### Stored data entries
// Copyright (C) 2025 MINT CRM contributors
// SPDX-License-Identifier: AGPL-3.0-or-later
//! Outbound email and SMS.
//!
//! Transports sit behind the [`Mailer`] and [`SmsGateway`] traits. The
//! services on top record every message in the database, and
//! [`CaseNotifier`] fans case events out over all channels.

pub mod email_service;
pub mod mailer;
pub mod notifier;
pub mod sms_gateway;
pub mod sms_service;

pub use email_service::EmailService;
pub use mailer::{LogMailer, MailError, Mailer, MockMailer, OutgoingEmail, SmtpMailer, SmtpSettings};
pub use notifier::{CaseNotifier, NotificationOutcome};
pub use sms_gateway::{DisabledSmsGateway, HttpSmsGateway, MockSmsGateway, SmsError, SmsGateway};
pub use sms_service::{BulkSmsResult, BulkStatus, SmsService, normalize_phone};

* * *

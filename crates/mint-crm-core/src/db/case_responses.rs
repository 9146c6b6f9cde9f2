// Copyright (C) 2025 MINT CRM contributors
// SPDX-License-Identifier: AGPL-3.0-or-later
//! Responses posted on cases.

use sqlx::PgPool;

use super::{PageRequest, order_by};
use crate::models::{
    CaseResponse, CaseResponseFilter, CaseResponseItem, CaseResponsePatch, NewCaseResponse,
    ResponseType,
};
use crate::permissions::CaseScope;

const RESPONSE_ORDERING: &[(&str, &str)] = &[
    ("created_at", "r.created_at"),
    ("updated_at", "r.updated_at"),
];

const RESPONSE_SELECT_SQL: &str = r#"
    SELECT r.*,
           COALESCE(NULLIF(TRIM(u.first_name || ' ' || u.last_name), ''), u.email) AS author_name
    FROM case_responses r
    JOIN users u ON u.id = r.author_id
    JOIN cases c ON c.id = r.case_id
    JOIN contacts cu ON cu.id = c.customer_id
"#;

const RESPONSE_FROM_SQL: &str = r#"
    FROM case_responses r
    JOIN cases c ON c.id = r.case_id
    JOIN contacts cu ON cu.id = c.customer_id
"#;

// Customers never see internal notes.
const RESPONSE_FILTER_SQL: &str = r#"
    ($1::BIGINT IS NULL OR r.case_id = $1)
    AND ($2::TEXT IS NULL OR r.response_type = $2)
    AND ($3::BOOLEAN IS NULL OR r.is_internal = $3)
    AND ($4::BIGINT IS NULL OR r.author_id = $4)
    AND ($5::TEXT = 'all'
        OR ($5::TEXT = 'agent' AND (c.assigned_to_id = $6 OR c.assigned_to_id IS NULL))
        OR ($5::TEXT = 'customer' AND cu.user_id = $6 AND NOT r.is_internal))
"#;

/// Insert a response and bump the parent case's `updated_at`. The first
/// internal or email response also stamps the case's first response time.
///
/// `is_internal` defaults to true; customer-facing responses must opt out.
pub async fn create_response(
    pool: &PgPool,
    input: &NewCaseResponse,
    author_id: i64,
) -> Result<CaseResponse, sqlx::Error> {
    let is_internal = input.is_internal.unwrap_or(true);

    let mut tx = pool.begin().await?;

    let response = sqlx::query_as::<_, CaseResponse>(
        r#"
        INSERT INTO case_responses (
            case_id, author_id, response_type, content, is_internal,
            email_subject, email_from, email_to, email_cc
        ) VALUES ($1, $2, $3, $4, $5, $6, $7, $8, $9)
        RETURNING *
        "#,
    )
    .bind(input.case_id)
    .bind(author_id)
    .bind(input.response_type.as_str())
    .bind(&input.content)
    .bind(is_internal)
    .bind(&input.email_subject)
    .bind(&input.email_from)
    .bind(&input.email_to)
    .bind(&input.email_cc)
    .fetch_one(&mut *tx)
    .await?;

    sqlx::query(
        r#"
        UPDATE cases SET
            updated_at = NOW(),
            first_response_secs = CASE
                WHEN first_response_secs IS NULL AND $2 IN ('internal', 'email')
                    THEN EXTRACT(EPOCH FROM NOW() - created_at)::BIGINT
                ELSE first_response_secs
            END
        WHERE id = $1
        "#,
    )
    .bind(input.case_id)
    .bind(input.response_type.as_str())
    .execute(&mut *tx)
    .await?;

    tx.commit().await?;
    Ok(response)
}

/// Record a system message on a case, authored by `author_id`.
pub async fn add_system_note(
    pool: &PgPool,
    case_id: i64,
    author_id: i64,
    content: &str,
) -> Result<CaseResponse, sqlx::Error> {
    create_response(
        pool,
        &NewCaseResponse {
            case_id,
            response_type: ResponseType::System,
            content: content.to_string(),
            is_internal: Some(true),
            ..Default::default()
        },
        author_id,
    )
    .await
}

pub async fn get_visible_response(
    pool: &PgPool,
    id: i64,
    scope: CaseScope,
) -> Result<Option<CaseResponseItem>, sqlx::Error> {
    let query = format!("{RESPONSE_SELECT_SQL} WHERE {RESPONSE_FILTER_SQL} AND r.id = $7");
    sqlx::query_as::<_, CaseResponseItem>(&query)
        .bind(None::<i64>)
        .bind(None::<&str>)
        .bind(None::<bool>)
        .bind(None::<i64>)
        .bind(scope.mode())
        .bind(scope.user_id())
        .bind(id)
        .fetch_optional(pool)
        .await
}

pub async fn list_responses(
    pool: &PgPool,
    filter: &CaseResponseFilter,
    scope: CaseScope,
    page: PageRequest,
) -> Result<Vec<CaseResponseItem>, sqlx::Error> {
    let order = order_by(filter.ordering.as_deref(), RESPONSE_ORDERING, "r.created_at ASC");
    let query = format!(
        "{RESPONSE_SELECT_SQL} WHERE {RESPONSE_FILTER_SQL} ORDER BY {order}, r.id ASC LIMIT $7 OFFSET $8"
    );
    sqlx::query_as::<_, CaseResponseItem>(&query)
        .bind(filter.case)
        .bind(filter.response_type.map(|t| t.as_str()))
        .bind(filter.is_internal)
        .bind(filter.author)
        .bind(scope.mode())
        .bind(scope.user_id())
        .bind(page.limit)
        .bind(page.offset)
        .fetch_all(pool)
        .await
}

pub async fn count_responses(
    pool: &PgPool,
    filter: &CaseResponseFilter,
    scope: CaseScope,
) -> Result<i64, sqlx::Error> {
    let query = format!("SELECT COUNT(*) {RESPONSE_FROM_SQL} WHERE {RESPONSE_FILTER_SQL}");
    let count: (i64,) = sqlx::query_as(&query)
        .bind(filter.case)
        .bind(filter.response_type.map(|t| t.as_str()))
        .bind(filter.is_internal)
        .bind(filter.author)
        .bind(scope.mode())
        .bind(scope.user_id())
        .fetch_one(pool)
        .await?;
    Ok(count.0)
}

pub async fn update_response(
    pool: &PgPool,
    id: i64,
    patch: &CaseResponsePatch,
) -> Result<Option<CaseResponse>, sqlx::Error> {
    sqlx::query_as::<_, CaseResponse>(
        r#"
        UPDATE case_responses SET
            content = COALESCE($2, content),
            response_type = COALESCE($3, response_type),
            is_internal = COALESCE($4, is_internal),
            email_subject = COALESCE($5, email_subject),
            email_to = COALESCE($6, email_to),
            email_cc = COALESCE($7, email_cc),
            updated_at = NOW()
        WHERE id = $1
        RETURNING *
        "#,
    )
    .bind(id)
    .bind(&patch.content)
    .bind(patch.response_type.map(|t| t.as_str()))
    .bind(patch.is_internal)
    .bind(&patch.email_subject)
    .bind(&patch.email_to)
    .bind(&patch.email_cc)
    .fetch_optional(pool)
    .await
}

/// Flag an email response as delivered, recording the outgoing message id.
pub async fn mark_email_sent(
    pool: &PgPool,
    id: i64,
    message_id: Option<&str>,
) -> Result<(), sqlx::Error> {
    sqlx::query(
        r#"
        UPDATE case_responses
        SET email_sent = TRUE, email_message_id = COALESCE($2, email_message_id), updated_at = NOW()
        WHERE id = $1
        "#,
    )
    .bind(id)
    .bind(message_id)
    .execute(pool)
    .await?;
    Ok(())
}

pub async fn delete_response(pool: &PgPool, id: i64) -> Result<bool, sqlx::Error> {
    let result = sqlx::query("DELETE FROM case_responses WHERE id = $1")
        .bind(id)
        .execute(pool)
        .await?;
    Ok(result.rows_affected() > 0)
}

### Try it
Please report how many lines of the entries above include "async". Only the number is wanted.

### Completed task
8